- _Task item_
Write out exactly the lines of the entries below, from the first through the line containing "const DEFAULT_PROGRAM: &str", and nothing beyond them.

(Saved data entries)

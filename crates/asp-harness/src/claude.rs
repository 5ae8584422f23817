//! Plugin-dir harness shape: a flag-list launcher taking one
//! `--plugin-dir` per space in load order.

use std::path::{Path, PathBuf};

use asp_git::exec::run_with_timeout;
use asp_materialize::MaterializedArtifact;
use asp_types::SpaceManifest;

use crate::adapter::{mcp_merge_warning, ComposeOutcome, ComposeTargetInput, DetectResult, HarnessAdapter, MaterializeSpaceInput, ValidateResult};
use crate::bundle::{Bundle, RunOptions};
use crate::HarnessError;

pub const ENV_PATH_OVERRIDE: &str = "ASP_CLAUDE_PATH";
const DEFAULT_PROGRAM: &str = "claude";
const DETECT_TIMEOUT: std::time::Duration = std::time::Duration::from_secs(10);

pub struct ClaudeAdapter;

impl ClaudeAdapter {
    fn program() -> String {
        std::env::var(ENV_PATH_OVERRIDE).unwrap_or_else(|_| DEFAULT_PROGRAM.to_string())
    }
}

impl HarnessAdapter for ClaudeAdapter {
    fn id(&self) -> &'static str {
        "claude"
    }

    fn name(&self) -> &'static str {
        "Claude Code"
    }

    fn models(&self) -> &'static [&'static str] {
        &["default", "fast", "reasoning"]
    }

    fn program(&self) -> String {
        Self::program()
    }

    fn detect(&self) -> DetectResult {
        let program = Self::program();
        let cwd = std::env::current_dir().unwrap_or_else(|_| PathBuf::from("."));
        match run_with_timeout(&program, &["--version"], &cwd, DETECT_TIMEOUT) {
            Ok(output) if output.exit_code == 0 => DetectResult {
                available: true,
                version: Some(output.stdout_string().trim().to_string()),
                path: Some(PathBuf::from(&program)),
                capabilities: vec!["plugin-dir".to_string(), "hooks".to_string(), "mcp".to_string()],
                error: None,
            },
            Ok(output) => DetectResult { available: false, error: Some(output.stderr_string()), ..Default::default() },
            Err(e) => DetectResult { available: false, error: Some(e.to_string()), ..Default::default() },
        }
    }

    fn validate_space(&self, _manifest: &SpaceManifest) -> ValidateResult {
        ValidateResult::ok()
    }

    fn materialize_space(&self, input: &MaterializeSpaceInput, cache_dir: &Path) -> Result<MaterializedArtifact, HarnessError> {
        let (plugin, _hooks, artifact) = asp_materialize::materialize_space(input.space_dir, cache_dir, input.manifest, input.use_hardlinks)
            .map_err(|source| HarnessError::Materialize { space_id: input.manifest.id.to_string(), source })?;

        let plugin_dir = cache_dir.join(".claude-plugin");
        std::fs::create_dir_all(&plugin_dir).map_err(|e| HarnessError::io(plugin_dir.display(), e))?;
        let json = serde_json::to_string_pretty(&plugin).map_err(HarnessError::from)?;
        std::fs::write(plugin_dir.join("plugin.json"), json).map_err(|e| HarnessError::io(plugin_dir.display(), e))?;

        Ok(artifact)
    }

    fn compose_target(&self, input: &ComposeTargetInput) -> Result<ComposeOutcome, HarnessError> {
        let mut mcp_sources = Vec::new();
        for (key, dir) in input.keys.iter().zip(input.artifact_dirs) {
            let mcp_path = dir.join("mcp").join("mcp.json");
            if mcp_path.is_file() {
                let text = std::fs::read_to_string(&mcp_path).map_err(|e| HarnessError::io(mcp_path.display(), e))?;
                let config: asp_materialize::McpConfig = serde_json::from_str(&text).map_err(HarnessError::from)?;
                mcp_sources.push((key.clone(), config));
            }
        }
        let (merged, mcp_warnings) = asp_materialize::merge_mcp_servers(&mcp_sources);
        let warnings = mcp_warnings.into_iter().map(mcp_merge_warning).collect();

        std::fs::create_dir_all(input.output_dir).map_err(|e| HarnessError::io(input.output_dir.display(), e))?;
        let mcp_config_path = if merged.is_empty() {
            None
        } else {
            let path = input.output_dir.join("mcp.json");
            let doc = serde_json::json!({ "mcpServers": merged });
            std::fs::write(&path, serde_json::to_string_pretty(&doc).map_err(HarnessError::from)?)
                .map_err(|e| HarnessError::io(path.display(), e))?;
            Some(path)
        };

        let bundle = Bundle::PluginDir {
            plugin_dirs: input.artifact_dirs.to_vec(),
            mcp_config_path,
            settings_path: None,
        };
        Ok(ComposeOutcome { bundle, warnings })
    }

    fn build_run_args(&self, bundle: &Bundle, options: &RunOptions) -> Vec<String> {
        let Bundle::PluginDir { plugin_dirs, mcp_config_path, settings_path } = bundle else {
            panic!("claude adapter received a non-plugin-dir bundle");
        };
        let settings = options.settings.clone().or_else(|| settings_path.as_ref().map(|p| p.display().to_string()));

        let mut argv = Vec::new();
        for dir in plugin_dirs {
            argv.push("--plugin-dir".to_string());
            argv.push(dir.display().to_string());
        }
        if let Some(path) = mcp_config_path {
            argv.push("--mcp-config".to_string());
            argv.push(path.display().to_string());
        }
        if let Some(model) = &options.model {
            argv.push("--model".to_string());
            argv.push(model.clone());
        }
        if let Some(mode) = &options.permission_mode {
            argv.push("--permission-mode".to_string());
            argv.push(mode.clone());
        }
        if let Some(sources) = &options.setting_sources {
            argv.push("--setting-sources".to_string());
            argv.push(sources.clone());
        }
        if let Some(settings) = settings {
            argv.push("--settings".to_string());
            argv.push(settings);
        }
        if options.debug_hooks {
            argv.push("--debug".to_string());
            argv.push("hooks".to_string());
        }
        if let Some(prompt) = &options.prompt {
            argv.push(prompt.clone());
        }
        argv.extend(options.extra_args.iter().cloned());
        argv
    }
}

#[cfg(test)]
mod tests {
    use super::*;

    #[test]
    fn build_run_args_orders_plugin_dirs_then_flags_then_prompt() {
        let bundle = Bundle::PluginDir {
            plugin_dirs: vec![PathBuf::from("/store/a"), PathBuf::from("/store/b")],
            mcp_config_path: Some(PathBuf::from("/out/mcp.json")),
            settings_path: None,
        };
        let options = RunOptions {
            model: Some("default".to_string()),
            prompt: Some("hello".to_string()),
            extra_args: vec!["--no-interactive".to_string()],
            ..Default::default()
        };
        let argv = ClaudeAdapter.build_run_args(&bundle, &options);
        assert_eq!(
            argv,
            vec![
                "--plugin-dir", "/store/a",
                "--plugin-dir", "/store/b",
                "--mcp-config", "/out/mcp.json",
                "--model", "default",
                "hello",
                "--no-interactive",
            ]
        );
    }
}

- _Written solution_
filename crates/asp-harness/src/claude.rs
repository 5ae8584422f23817
//! Plugin-dir harness shape: a flag-list launcher taking one
//! `--plugin-dir` per space in load order.

use std::path::{Path, PathBuf};

use asp_git::exec::run_with_timeout;
use asp_materialize::MaterializedArtifact;
use asp_types::SpaceManifest;

use crate::adapter::{mcp_merge_warning, ComposeOutcome, ComposeTargetInput, DetectResult, HarnessAdapter, MaterializeSpaceInput, ValidateResult};
use crate::bundle::{Bundle, RunOptions};
use crate::HarnessError;

pub const ENV_PATH_OVERRIDE: &str = "ASP_CLAUDE_PATH";
const DEFAULT_PROGRAM: &str = "claude";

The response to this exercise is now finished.